■ Work to be completed ■
Find where "fn zero(_: &Board)" appears in the entries below. That line and all lines after it, through the last, are to be duplicated exactly, with nothing else.
━━ Records for this exercise
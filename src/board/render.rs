//! Text rendering of boards for logs: one character per cell (multi-digit counts excepted),
//! one line per row, then a one-line summary.

use std::fmt::Write;

use serde::{Deserialize, Serialize};

use crate::board::{Board, CompactState, Heuristic};
use crate::chess::piece::{Piece, EMPTY_SYMBOL};
use crate::core::position::Position;
use crate::error::CoverageError;

#[derive(Debug, Clone, Copy, PartialEq, Eq, Default, Serialize, Deserialize)]
#[serde(rename_all = "snake_case")]
pub enum RenderMode {
    /// Piece symbols, `_` for empty cells.
    Pieces,
    /// Piece symbols, and the number of covering pieces on empty cells.
    #[default]
    SupportCounts,
}

/// Render a stored state. `SupportCounts` needs the support graph, so the state is rebuilt.
pub fn render(
    state: &CompactState,
    mode: RenderMode,
    heuristic: Heuristic,
) -> Result<String, CoverageError> {
    match mode {
        RenderMode::Pieces => Ok(render_state(state)),
        RenderMode::SupportCounts => Ok(render_board(&state.rebuild()?, heuristic)),
    }
}

/// Piece-symbol rows of a stored state, `?` for codes that do not decode.
pub fn state_rows(state: &CompactState) -> Vec<String> {
    (0..state.size())
        .map(|row| {
            (0..state.size())
                .map(|col| {
                    let code = state.occupancy()[Position::new(row, col).index()];
                    match Piece::from_code(code) {
                        Ok(Some(piece)) => piece.symbol(),
                        Ok(None) => EMPTY_SYMBOL,
                        Err(_) => '?',
                    }
                })
                .collect()
        })
        .collect()
}

/// Render a stored state from its occupancy and cached metrics.
pub fn render_state(state: &CompactState) -> String {
    let mut out = String::new();
    for row in state_rows(state) {
        out.push_str(&row);
        out.push('\n');
    }
    push_summary(
        &mut out,
        state.score,
        state.heuristic,
        state.solved,
        state.coverage,
    );
    out
}

/// Render a settled working board with support counts on empty cells.
pub fn render_board(board: &Board, heuristic: Heuristic) -> String {
    let mut out = String::new();
    for row in 0..board.size() {
        for col in 0..board.size() {
            let cell = board.cell(Position::new(row, col));
            match cell.piece {
                Some(piece) => out.push(piece.symbol()),
                None => {
                    let _ = write!(out, "{}", cell.supported_by.len());
                }
            }
        }
        out.push('\n');
    }
    push_summary(
        &mut out,
        board.score(),
        heuristic(board),
        board.is_solved(),
        board.coverage_level(),
    );
    out
}

fn push_summary(out: &mut String, score: u32, heuristic: f32, solved: bool, coverage: u32) {
    let _ = write!(
        out,
        "Score: {score}\tHeuristic: {heuristic:.6}\tSolved: {solved}\tCoverage: {coverage}"
    );
}

#[cfg(test)]
mod tests {
    use super::*;

    fn zero(_: &Board) -> f32 {
        0.0
    }

    #[test]
    fn pieces_mode_draws_symbols_and_summary() {
        let board = Board::from_rows(&["Q_", "_P"]).unwrap();
        let text = render_state(&board.compact(zero));
        let mut lines = text.lines();
        assert_eq!(lines.next(), Some("Q_"));
        assert_eq!(lines.next(), Some("_P"));
        assert_eq!(
            lines.next(),
            Some("Score: 10\tHeuristic: 0.000000\tSolved: false\tCoverage: 3")
        );
    }

    #[test]
    fn support_counts_mode_draws_coverage() {
        let board = Board::from_rows(&["R__", "___", "__R"]).unwrap();
        let text = render_board(&board, zero);
        let rows: Vec<&str> = text.lines().take(3).collect();
        assert_eq!(rows, vec!["R12", "101", "21R"]);
    }
}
━━━━
■ Written reply ■
    fn zero(_: &Board) -> f32 {
        0.0
    }

    #[test]
    fn pieces_mode_draws_symbols_and_summary() {
        let board = Board::from_rows(&["Q_", "_P"]).unwrap();
        let text = render_state(&board.compact(zero));
        let mut lines = text.lines();
        assert_eq!(lines.next(), Some("Q_"));
        assert_eq!(lines.next(), Some("_P"));
        assert_eq!(
            lines.next(),
            Some("Score: 10\tHeuristic: 0.000000\tSolved: false\tCoverage: 3")
        );
    }

    #[test]
    fn support_counts_mode_draws_coverage() {
        let board = Board::from_rows(&["R__", "___", "__R"]).unwrap();
        let text = render_board(&board, zero);
        let rows: Vec<&str> = text.lines().take(3).collect();
        assert_eq!(rows, vec!["R12", "101", "21R"]);
    }
}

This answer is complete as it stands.